Most of the plants I saw are nameless to me. I have not got Lewis’s facility with botany. (I wondered about his expedition and poison oak, but haven’t taken the time to look whether it grows in those climates. If it does, it seems almost impossible that they wouldn’t have suffered from it.) What that means is that every plant is fresh to me, the particular green of its leaves, the woody twist of its stem.
When we came out at last at the top of the trail into the sun and ate our lunch on a giant boulder, able to see the ocean over waves of trees, my body felt satisfied, peaceful, connected to the rightness of the world.
What I saw in the museum had a different effect. We went because T.R. learned about Hans Hoffmann in school. He has been to the Berkeley Art Museum many times, but now, it seems, is the receptive moment. We started at the bottom of the museum, looking at Hoffmann’s squares and the things he did to them across his paintings. That was one of the points of the instructor he had: the interaction of squares. Having that in mind changed how I saw even his less abstract work, bringing out the way the shapes jostle across his canvas, whether or not they resemble objects in my experience.

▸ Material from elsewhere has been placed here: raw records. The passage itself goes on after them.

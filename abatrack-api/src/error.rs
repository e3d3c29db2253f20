//! Error types for abatrack-api

use axum::{
    http::StatusCode,
    response::{IntoResponse, Response},
    Json,
};
use serde_json::json;
use thiserror::Error;

/// API error type
#[derive(Debug, Error)]
pub enum ApiError {
    /// Resource not found (404)
    #[error("Resource not found: {0}")]
    NotFound(String),

    /// Invalid request (400)
    #[error("Invalid request: {0}")]
    BadRequest(String),

    /// Caller lacks the required role (403)
    #[error("Forbidden: {0}")]
    Forbidden(String),

    /// Conflict (409) - e.g. posting events to an ended session
    #[error("Conflict: {0}")]
    Conflict(String),

    /// Internal server error (500)
    #[error("Internal server error: {0}")]
    Internal(String),
}

impl From<abatrack_common::Error> for ApiError {
    fn from(err: abatrack_common::Error) -> Self {
        use abatrack_common::Error;
        match err {
            Error::NotFound(msg) => ApiError::NotFound(msg),
            Error::InvalidInput(msg) => ApiError::BadRequest(msg),
            Error::Forbidden(msg) => ApiError::Forbidden(msg),
            Error::Conflict(msg) => ApiError::Conflict(msg),
            other => ApiError::Internal(other.to_string()),
        }
    }
}

impl From<sqlx::Error> for ApiError {
    fn from(err: sqlx::Error) -> Self {
        ApiError::Internal(format!("Database error: {}", err))
    }
}

impl IntoResponse for ApiError {
    fn into_response(self) -> Response {
        let (status, error_code, message) = match self {
            ApiError::NotFound(msg) => (StatusCode::NOT_FOUND, "NOT_FOUND", msg),
            ApiError::BadRequest(msg) => (StatusCode::BAD_REQUEST, "BAD_REQUEST", msg),
            ApiError::Forbidden(msg) => (StatusCode::FORBIDDEN, "FORBIDDEN", msg),
            ApiError::Conflict(msg) => (StatusCode::CONFLICT, "CONFLICT", msg),
            ApiError::Internal(msg) => (StatusCode::INTERNAL_SERVER_ERROR, "INTERNAL_ERROR", msg),
        };

        let body = Json(json!({
            "error": {
                "code": error_code,
                "message": message,
            }
        }));

        (status, body).into_response()
    }
}

/// Result type for API handlers
pub type ApiResult<T> = Result<T, ApiError>;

T.R.’s favorite piece was a giant construction of black sink drainage pipe and white plaster. It was the kind of sculpture that makes me itch to touch it and climb on it. Fortunately, fierce docents in blue t-shirts protect the art, chewing gum and making notes on clipboards. Syd mugged me for a pen and paper and crouched at the edges of the galleries making notes; he didn’t reveal what he liked best.
The featured exhibit, Borderlandia, explores the work of Enrique Chagoya. His work assembles icons of culture and watches them take each other apart. It’s not easy or comfortable to look at what he creates. At its best, the work speaks for social change. At its worst, it feels like it has escaped from ephemeral editorial cartoons. I am glad to have seen it because I feel like I have been stretched, but I don’t need to see it again any time soon.
What I liked best? A series of photos in another gallery. They show the intimate and beautiful texture of stone walls, what I could perhaps describe as the intersection of the museum and the forest.